**Exercise**
Please return the lines of the data that contain "models".

**Records for processing**
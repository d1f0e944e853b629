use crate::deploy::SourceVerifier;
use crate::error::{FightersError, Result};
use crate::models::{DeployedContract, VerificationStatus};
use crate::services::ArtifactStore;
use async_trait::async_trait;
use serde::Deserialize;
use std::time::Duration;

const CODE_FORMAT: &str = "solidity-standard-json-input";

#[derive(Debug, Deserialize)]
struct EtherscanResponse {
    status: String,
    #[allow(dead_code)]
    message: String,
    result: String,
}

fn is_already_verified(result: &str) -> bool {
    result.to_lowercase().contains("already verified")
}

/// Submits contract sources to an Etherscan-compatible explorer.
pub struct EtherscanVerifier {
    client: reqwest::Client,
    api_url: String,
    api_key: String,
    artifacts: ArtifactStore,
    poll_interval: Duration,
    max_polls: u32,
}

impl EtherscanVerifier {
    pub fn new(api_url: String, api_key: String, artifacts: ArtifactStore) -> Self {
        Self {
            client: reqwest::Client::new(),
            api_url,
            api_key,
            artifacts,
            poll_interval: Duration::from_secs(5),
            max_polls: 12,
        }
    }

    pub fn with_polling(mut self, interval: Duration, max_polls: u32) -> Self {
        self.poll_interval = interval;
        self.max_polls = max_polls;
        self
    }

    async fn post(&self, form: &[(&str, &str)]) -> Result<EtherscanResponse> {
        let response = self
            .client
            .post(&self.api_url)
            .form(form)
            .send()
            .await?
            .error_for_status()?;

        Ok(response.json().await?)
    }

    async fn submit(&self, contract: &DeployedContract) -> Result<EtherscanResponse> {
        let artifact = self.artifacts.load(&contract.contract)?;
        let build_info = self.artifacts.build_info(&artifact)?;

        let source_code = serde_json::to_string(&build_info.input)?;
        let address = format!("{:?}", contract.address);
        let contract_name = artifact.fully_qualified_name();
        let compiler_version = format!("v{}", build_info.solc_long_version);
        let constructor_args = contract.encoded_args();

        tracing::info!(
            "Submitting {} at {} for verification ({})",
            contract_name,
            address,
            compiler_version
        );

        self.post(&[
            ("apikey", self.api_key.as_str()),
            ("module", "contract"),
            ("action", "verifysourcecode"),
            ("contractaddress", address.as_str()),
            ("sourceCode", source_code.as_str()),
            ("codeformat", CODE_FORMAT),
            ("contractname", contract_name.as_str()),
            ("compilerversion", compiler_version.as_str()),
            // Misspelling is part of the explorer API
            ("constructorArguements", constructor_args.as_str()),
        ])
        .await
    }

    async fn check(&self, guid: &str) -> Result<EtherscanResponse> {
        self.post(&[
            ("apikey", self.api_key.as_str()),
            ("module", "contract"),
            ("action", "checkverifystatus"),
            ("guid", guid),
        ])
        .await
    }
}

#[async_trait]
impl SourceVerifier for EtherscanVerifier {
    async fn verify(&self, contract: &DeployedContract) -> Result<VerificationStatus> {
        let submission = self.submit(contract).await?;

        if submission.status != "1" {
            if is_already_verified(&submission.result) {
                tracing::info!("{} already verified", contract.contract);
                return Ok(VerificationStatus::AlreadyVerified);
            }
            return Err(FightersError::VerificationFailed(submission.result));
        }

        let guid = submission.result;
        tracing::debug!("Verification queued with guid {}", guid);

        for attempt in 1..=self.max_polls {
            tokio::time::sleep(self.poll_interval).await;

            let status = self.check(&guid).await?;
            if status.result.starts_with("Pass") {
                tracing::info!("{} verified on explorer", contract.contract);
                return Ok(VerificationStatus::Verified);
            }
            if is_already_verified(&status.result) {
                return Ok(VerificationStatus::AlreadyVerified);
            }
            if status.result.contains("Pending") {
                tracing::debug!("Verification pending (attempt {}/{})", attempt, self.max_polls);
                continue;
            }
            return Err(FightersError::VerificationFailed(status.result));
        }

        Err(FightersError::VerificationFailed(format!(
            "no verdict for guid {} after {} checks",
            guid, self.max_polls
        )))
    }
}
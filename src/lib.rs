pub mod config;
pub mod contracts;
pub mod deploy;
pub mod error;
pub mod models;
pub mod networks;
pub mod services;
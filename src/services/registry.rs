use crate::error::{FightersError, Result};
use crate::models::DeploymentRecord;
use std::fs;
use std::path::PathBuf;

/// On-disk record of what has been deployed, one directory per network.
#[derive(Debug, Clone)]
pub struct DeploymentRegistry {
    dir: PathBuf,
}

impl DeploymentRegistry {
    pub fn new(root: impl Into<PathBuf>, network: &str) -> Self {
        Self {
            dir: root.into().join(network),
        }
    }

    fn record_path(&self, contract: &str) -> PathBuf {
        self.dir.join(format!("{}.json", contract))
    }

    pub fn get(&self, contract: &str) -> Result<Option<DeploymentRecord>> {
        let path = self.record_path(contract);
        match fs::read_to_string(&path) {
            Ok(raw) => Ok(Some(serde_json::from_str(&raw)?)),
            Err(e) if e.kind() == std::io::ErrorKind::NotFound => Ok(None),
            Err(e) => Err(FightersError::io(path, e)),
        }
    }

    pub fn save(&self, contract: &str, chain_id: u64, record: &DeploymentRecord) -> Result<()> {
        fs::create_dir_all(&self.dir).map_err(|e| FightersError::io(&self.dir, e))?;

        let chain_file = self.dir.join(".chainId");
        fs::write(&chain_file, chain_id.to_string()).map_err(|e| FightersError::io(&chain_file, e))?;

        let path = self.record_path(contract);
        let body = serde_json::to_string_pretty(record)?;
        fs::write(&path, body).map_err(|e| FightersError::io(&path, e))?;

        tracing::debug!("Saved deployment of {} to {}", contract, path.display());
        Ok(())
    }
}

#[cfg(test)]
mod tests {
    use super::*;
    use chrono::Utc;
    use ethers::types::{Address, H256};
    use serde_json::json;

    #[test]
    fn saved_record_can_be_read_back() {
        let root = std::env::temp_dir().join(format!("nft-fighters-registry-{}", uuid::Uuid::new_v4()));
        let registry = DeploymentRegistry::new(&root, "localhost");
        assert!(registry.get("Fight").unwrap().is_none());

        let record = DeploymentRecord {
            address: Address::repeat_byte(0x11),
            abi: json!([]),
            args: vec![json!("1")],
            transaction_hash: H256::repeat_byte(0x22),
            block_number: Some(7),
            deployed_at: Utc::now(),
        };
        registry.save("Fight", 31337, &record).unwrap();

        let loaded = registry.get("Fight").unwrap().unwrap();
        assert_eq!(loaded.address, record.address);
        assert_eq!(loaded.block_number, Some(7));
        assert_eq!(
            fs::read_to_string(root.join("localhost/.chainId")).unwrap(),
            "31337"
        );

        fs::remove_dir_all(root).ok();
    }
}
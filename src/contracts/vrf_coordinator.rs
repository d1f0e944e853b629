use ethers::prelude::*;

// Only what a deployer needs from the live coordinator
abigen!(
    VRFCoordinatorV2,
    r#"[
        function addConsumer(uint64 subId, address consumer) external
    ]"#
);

**Answer area**
use crate::models::{DeployedContract, VerificationStatus};
pub mod models;
use crate::models::DeploymentRecord;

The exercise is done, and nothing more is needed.